:: WHAT THIS TASK INVOLVES ::
Everything from the line holding "emit_nodes(&subtree, side, skip_root, &mut" to the end of the data must be reproduced exactly; include both boundary lines and nothing else.

:: SOURCE DATA ::

---

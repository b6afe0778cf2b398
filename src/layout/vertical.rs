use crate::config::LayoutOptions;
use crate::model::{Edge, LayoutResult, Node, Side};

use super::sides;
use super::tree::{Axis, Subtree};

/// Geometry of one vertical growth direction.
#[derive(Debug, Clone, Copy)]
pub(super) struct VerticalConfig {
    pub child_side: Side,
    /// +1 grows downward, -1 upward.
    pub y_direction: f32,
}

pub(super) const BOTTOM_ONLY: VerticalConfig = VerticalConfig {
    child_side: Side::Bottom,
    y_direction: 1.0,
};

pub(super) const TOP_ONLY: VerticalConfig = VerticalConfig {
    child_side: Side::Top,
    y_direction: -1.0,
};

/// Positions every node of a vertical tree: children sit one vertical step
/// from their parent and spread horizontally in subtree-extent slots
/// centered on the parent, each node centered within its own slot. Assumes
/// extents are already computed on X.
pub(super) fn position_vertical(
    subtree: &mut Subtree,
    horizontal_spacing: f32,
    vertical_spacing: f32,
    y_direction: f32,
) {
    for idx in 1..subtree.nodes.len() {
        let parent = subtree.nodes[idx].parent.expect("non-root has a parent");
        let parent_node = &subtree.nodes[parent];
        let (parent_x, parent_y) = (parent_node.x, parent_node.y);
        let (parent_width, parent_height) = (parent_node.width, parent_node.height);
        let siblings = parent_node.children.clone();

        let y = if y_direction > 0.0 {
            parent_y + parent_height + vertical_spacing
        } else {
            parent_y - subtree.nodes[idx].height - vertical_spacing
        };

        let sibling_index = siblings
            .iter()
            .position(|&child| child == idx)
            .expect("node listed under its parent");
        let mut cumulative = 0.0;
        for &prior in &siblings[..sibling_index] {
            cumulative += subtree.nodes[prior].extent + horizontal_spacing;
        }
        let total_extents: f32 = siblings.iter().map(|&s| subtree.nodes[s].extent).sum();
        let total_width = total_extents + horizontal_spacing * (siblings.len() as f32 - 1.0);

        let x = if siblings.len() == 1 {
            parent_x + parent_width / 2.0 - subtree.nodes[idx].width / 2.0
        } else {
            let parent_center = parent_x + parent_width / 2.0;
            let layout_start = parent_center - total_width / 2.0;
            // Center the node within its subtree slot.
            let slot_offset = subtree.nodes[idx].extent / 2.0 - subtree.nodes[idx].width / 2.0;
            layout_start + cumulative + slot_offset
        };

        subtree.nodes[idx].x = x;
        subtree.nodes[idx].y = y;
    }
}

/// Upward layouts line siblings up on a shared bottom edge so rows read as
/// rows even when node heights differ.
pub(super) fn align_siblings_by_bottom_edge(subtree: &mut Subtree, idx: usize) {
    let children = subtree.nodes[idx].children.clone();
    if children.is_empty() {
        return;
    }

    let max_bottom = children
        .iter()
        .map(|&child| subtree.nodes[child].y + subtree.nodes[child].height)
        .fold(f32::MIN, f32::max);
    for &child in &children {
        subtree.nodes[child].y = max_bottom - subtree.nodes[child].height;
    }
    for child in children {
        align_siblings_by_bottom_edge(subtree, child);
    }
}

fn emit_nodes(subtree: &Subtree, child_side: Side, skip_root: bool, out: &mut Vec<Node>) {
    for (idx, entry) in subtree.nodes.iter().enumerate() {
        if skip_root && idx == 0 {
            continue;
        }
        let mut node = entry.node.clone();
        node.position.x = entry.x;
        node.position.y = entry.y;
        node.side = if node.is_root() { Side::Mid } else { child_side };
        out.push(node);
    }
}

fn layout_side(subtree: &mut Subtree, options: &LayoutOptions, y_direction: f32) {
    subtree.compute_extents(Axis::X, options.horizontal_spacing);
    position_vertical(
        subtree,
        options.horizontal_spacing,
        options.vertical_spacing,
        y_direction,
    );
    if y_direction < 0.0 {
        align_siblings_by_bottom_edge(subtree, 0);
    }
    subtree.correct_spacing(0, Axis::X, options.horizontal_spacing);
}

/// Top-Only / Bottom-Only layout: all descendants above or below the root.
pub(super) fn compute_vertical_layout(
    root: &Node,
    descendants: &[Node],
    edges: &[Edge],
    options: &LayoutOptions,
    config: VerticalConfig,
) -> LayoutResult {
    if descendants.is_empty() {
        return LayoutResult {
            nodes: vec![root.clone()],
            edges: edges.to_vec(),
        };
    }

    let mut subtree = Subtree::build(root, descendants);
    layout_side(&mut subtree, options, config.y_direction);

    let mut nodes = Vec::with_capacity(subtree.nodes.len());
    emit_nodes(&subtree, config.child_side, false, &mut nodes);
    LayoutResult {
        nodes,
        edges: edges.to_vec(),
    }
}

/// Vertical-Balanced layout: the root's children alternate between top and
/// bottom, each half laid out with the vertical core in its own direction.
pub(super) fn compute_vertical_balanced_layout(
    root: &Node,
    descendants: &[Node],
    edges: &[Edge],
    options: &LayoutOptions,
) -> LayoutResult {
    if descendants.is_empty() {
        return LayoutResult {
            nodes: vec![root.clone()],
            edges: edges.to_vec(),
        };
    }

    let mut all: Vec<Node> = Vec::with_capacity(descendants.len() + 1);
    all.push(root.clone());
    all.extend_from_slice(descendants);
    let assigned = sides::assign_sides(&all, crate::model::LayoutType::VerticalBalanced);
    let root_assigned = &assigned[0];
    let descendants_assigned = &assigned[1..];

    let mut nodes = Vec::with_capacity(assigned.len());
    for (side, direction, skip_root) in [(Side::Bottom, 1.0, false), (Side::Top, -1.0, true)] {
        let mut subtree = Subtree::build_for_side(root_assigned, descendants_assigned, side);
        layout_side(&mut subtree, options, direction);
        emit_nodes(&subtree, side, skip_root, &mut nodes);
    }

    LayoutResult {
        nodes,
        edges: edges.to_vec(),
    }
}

---

:: TASK RESULT ::
        emit_nodes(&subtree, side, skip_root, &mut nodes);
    }

    LayoutResult {
        nodes,
        edges: edges.to_vec(),
    }
}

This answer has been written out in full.